pub mod cart;
pub mod entities;
pub mod errors;
pub mod events;
pub mod value_objects;

pub use cart::{Cart, CartItem};
pub use entities::{Category, Order, OrderItem, Product};
pub use errors::{DomainError, DomainResult};
pub use events::*;
pub use value_objects::{Money, OrderStatus, OrderStatusFilter};
pub mod catalog_repository_port;
pub mod object_storage_port;
pub mod order_repository_port;
pub mod payment_provider_port;

pub use catalog_repository_port::{CatalogRepositoryPort, CategoryWithCount, ProductFilter};
pub use object_storage_port::{ObjectStoragePort, SignedUpload};
pub use order_repository_port::{OrderRepositoryPort, OrderSummary};
pub use payment_provider_port::{
    PaymentCallback, PaymentCallbackData, PaymentProviderPort, QrPayment, QrPaymentRequest,
};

**Required work**
What is the number of lines in the listing that hold the word "cart"? Say only that number.

**Your solution**
2